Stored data
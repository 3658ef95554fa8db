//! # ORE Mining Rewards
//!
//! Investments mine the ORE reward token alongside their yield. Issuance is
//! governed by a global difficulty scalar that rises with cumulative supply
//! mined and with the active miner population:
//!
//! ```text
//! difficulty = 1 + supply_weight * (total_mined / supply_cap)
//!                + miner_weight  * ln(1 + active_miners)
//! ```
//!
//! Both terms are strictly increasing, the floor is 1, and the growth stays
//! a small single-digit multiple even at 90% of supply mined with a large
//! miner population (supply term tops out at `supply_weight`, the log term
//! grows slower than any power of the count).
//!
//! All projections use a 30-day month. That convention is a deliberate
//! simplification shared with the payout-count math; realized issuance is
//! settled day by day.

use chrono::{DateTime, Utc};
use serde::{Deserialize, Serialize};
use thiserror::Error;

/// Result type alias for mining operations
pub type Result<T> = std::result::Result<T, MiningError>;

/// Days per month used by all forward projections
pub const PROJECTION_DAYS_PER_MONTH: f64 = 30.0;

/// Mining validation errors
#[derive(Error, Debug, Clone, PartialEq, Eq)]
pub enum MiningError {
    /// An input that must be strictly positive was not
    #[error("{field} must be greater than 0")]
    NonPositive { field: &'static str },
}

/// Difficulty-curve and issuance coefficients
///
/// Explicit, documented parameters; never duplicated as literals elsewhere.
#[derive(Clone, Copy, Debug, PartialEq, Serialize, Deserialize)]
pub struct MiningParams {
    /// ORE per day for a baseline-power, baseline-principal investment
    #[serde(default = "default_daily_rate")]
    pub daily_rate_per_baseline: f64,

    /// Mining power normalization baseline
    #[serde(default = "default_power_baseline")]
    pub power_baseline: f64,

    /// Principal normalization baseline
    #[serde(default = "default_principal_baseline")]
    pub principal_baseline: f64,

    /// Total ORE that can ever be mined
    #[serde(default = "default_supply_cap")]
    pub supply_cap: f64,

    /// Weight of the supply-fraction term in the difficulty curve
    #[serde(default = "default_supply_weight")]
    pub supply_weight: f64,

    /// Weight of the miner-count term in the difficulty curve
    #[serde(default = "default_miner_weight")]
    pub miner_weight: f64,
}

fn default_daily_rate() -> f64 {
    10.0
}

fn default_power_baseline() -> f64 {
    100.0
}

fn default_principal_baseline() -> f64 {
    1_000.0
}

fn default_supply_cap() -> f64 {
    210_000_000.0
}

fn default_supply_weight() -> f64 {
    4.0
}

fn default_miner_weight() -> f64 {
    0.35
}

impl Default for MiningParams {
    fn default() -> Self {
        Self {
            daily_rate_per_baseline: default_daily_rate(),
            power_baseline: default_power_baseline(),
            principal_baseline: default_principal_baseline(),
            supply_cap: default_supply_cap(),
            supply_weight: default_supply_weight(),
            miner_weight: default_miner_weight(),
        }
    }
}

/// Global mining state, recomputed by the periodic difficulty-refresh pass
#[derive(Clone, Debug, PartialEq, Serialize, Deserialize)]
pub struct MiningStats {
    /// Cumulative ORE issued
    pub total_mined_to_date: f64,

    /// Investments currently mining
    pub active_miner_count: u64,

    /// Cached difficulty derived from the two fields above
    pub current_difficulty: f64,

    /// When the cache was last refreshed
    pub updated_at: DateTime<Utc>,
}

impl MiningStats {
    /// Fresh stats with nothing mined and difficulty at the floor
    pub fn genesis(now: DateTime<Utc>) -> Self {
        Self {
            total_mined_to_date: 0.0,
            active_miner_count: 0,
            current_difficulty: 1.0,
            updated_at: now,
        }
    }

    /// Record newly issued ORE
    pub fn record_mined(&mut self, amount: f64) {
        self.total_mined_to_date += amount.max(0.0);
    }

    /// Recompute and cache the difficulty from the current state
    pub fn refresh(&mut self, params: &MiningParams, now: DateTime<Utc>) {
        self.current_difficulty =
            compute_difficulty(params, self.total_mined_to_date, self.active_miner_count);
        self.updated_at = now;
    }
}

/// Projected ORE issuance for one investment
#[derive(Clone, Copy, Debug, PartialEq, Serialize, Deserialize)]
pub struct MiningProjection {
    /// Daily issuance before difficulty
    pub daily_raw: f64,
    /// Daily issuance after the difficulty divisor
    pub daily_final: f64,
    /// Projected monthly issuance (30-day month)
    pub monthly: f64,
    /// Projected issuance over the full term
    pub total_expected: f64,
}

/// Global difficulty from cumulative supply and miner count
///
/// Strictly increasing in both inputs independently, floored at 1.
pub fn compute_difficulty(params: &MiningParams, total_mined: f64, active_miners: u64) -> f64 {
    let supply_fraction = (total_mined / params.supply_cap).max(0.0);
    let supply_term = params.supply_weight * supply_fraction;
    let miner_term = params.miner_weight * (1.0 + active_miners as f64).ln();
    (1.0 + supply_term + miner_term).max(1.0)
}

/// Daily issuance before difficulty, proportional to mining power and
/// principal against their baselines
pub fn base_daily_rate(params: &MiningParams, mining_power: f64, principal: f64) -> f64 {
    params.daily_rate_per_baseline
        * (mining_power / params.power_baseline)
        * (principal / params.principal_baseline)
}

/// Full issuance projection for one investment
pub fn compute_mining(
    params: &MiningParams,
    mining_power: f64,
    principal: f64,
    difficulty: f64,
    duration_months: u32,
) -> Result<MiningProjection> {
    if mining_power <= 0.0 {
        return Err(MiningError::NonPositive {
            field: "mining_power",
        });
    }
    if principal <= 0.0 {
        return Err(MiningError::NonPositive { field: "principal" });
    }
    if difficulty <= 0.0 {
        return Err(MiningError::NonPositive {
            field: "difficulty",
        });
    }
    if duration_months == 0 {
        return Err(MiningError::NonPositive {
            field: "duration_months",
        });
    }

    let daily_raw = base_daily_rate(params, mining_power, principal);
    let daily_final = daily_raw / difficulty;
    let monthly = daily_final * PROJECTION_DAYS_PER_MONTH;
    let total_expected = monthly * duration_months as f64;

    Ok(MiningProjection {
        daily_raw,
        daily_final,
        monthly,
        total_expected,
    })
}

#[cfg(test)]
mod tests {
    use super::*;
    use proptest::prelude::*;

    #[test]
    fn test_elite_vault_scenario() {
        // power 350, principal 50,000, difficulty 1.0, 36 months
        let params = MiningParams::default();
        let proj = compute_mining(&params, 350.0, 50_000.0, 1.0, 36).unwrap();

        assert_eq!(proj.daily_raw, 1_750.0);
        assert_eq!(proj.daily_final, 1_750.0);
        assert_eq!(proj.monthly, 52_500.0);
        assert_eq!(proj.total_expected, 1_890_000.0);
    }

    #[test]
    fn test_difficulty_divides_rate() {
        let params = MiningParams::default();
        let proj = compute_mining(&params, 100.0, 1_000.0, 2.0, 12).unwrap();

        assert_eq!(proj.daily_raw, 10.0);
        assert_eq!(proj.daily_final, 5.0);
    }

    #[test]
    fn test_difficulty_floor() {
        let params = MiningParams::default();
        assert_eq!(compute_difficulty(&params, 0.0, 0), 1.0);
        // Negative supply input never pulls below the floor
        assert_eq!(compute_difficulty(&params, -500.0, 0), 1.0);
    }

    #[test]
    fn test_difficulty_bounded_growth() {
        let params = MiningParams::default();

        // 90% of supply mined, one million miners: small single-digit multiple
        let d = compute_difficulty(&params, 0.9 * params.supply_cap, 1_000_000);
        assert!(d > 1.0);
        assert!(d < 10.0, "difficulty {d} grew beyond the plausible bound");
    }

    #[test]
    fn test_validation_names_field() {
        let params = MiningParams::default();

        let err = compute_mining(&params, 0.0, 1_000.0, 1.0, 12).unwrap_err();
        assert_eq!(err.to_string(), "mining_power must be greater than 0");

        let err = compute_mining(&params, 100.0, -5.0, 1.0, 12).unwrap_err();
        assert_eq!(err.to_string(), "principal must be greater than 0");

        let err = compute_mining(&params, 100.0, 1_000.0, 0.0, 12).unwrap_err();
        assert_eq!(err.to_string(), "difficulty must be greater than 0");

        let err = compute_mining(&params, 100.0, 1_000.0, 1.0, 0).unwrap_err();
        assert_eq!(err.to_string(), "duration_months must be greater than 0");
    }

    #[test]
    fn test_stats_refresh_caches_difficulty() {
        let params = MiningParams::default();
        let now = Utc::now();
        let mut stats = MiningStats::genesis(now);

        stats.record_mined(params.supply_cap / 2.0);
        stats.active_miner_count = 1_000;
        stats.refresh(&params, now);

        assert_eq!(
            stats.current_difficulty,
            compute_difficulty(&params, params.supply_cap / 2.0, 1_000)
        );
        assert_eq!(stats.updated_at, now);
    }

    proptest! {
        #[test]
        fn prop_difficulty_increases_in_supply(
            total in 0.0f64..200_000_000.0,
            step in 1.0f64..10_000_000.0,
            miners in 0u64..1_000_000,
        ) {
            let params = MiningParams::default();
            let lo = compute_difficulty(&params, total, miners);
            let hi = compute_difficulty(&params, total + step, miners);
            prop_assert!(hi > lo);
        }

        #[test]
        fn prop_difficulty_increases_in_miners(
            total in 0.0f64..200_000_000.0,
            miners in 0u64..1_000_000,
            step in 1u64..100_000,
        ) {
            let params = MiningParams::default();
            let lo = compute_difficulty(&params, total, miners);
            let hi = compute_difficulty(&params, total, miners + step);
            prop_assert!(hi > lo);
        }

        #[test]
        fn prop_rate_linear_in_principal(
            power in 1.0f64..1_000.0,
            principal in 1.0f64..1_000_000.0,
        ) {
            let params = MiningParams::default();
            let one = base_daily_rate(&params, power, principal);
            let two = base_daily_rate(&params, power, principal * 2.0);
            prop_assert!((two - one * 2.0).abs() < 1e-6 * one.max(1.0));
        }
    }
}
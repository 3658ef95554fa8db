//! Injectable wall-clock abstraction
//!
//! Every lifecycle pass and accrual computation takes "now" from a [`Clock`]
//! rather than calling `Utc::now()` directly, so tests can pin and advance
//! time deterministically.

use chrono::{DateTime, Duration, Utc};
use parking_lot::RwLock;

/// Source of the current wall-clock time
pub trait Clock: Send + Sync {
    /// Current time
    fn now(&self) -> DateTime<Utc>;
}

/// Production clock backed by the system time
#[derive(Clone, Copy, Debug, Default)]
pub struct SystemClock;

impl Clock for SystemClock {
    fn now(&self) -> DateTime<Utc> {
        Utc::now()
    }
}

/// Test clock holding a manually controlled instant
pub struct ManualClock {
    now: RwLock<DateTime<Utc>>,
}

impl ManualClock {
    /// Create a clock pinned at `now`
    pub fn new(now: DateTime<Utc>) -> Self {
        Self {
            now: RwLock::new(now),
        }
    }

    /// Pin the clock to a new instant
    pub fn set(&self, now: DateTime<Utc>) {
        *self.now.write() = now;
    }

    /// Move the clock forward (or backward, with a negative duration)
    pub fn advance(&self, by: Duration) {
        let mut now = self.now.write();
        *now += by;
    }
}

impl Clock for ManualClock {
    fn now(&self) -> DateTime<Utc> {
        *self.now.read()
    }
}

YOUR GOAL
Whenever the word "from" appears in a line above, copy that line.

YOUR RESPONSE
    /// Cached difficulty derived from the two fields above
    /// Recompute and cache the difficulty from the current state
/// Global difficulty from cumulative supply and miner count
//! Every lifecycle pass and accrual computation takes "now" from a [`Clock`]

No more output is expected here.